DATA FOR THIS TASK =

//! Integration tests for editor crate

use pagesmith_editor::{EditSession, ElementPatch, SectionPatch};
use pagesmith_model::{
    Document, ElementContent, ElementKind, HeadingContent, Locale, SectionContent, SectionKind,
    SequentialIdSource, Theme,
};
use serde_json::json;
use std::collections::HashSet;

fn session() -> EditSession {
    EditSession::with_id_source(
        Document::default(),
        Theme::default(),
        SequentialIdSource::new("node"),
    )
}

fn orders(session: &EditSession) -> Vec<(String, u32)> {
    session
        .document()
        .sections
        .iter()
        .map(|s| (s.id.clone(), s.order))
        .collect()
}

#[test]
fn test_append_assigns_next_order() {
    let mut session = session();

    let hero = session.add_section(SectionKind::Hero, None).unwrap();
    let features = session.add_section(SectionKind::Features, None).unwrap();

    let doc = session.document();
    let hero = doc.find_section(hero.created_id.as_deref().unwrap()).unwrap();
    let features = doc.find_section(features.created_id.as_deref().unwrap()).unwrap();

    assert_eq!(hero.order, 0);
    assert_eq!(features.order, 1);
}

#[test]
fn test_reorder_follows_given_sequence() {
    let mut session = session();
    let ids: Vec<String> = (0..3)
        .map(|_| {
            session
                .add_section(SectionKind::Cta, None)
                .unwrap()
                .created_id
                .unwrap()
        })
        .collect();

    session
        .reorder_sections(vec![ids[2].clone(), ids[0].clone(), ids[1].clone()])
        .unwrap();

    assert_eq!(
        orders(&session),
        vec![
            (ids[2].clone(), 0),
            (ids[0].clone(), 1),
            (ids[1].clone(), 2)
        ]
    );
}

#[test]
fn test_copy_section_then_paste_twice() {
    let mut session = session();
    let source_id = session
        .add_section(SectionKind::Features, None)
        .unwrap()
        .created_id
        .unwrap();
    session.add_element(&source_id, ElementKind::Heading, None).unwrap();
    session.add_element(&source_id, ElementKind::Image, None).unwrap();

    let source_ids = session.document().ids();
    assert_eq!(source_ids.len(), 3);

    assert!(session.copy_section(&source_id));
    let first = session.paste_section(1).unwrap();
    let second = session.paste_section(2).unwrap();
    assert!(first.applied && second.applied);

    let doc = session.document();
    assert_eq!(doc.sections.len(), 3);

    let mut new_ids = HashSet::new();
    for created in [first.created_id.unwrap(), second.created_id.unwrap()] {
        let pasted = doc.find_section(&created).unwrap();
        assert_eq!(pasted.elements.len(), 2);
        new_ids.insert(pasted.id.clone());
        for element in &pasted.elements {
            new_ids.insert(element.id.clone());
        }
    }

    assert_eq!(new_ids.len(), 6);
    assert!(new_ids.iter().all(|id| !source_ids.contains(id)));
    assert!(doc.orders_are_dense());
}

#[test]
fn test_paste_element_into_other_section() {
    let mut session = session();
    let a = session.add_section(SectionKind::Hero, None).unwrap().created_id.unwrap();
    let b = session.add_section(SectionKind::Cta, None).unwrap().created_id.unwrap();
    let element = session
        .add_element(&a, ElementKind::Button, None)
        .unwrap()
        .created_id
        .unwrap();

    assert!(session.copy_element(&a, &element));
    let pasted = session.paste_element(&b, Some(0)).unwrap();

    let pasted_id = pasted.created_id.unwrap();
    assert_ne!(pasted_id, element);
    assert_eq!(session.document().find_section(&b).unwrap().elements.len(), 1);
    assert!(session.document().find_element(&b, &pasted_id).is_some());
}

#[test]
fn test_paste_with_empty_clipboard_is_noop() {
    let mut session = session();
    session.add_section(SectionKind::Hero, None).unwrap();
    let before = session.document().clone();

    let result = session.paste_section(0).unwrap();

    assert!(!result.applied);
    assert_eq!(session.document(), &before);
}

#[test]
fn test_content_edit_keeps_other_locale() {
    let mut session = session();
    let id = session.add_section(SectionKind::Hero, None).unwrap().created_id.unwrap();

    session
        .update_section_content(&id, Locale::Ar, json!({ "heading": "عنوان جديد" }))
        .unwrap();

    let content = session.document().find_section(&id).unwrap().content.to_json();
    assert_eq!(content.ar["heading"], "عنوان جديد");
    assert_eq!(content.en["heading"], "Welcome to Our Platform");
}

#[test]
fn test_update_section_config_and_content() {
    let mut session = session();
    let id = session.add_section(SectionKind::Stats, None).unwrap().created_id.unwrap();

    session
        .update_section(
            &id,
            SectionPatch {
                background_color: Some("#111827".to_string()),
                content: Some(SectionContent::defaults(SectionKind::Cta)),
                ..Default::default()
            },
        )
        .unwrap();

    let section = session.document().find_section(&id).unwrap();
    assert_eq!(section.config.background_color.as_deref(), Some("#111827"));
    assert_eq!(section.kind(), SectionKind::Cta);
    assert!(section.config.padding.is_some());
}

#[test]
fn test_update_element_content() {
    let mut session = session();
    let section = session.add_section(SectionKind::Hero, None).unwrap().created_id.unwrap();
    let element = session
        .add_element(&section, ElementKind::Heading, None)
        .unwrap()
        .created_id
        .unwrap();

    session
        .update_element(
            &section,
            &element,
            ElementPatch {
                content: Some(ElementContent::Heading(HeadingContent {
                    text: "Pricing".to_string(),
                    level: 1,
                    language: None,
                })),
                ..Default::default()
            },
        )
        .unwrap();

    let updated = session.document().find_element(&section, &element).unwrap();
    assert_eq!(updated.kind(), ElementKind::Heading);
    assert!(matches!(&updated.content, ElementContent::Heading(h) if h.level == 1));
}

#[test]
fn test_partial_element_reorder_keeps_omitted_after() {
    let mut session = session();
    let section = session.add_section(SectionKind::Cta, None).unwrap().created_id.unwrap();
    let ids: Vec<String> = (0..3)
        .map(|_| {
            session
                .add_element(&section, ElementKind::Text, None)
                .unwrap()
                .created_id
                .unwrap()
        })
        .collect();

    let result = session
        .reorder_elements(
            &section,
            vec![ids[2].clone(), "ghost".to_string(), ids[0].clone()],
        )
        .unwrap();
    assert!(result.applied);

    let order: Vec<(String, u32)> = session
        .document()
        .find_section(&section)
        .unwrap()
        .sorted_elements()
        .into_iter()
        .map(|e| (e.id.clone(), e.order))
        .collect();
    assert_eq!(
        order,
        vec![
            (ids[2].clone(), 0),
            (ids[0].clone(), 1),
            (ids[1].clone(), 2)
        ]
    );
    assert!(session.document().orders_are_dense());
}

#[test]
fn test_invalid_content_is_an_error() {
    let mut session = session();
    let id = session.add_section(SectionKind::Hero, None).unwrap().created_id.unwrap();
    let version = session.version();

    let result = session.update_section_content(&id, Locale::En, json!("not an object"));

    assert!(result.is_err());
    assert_eq!(session.version(), version);
}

YOUR ASSIGNMENT =
Lines holding "applied" in the material above are to be reported.

ANSWER FOR THIS EXERCISE =
    assert!(first.applied && second.applied);
    assert!(!result.applied);
    assert!(result.applied);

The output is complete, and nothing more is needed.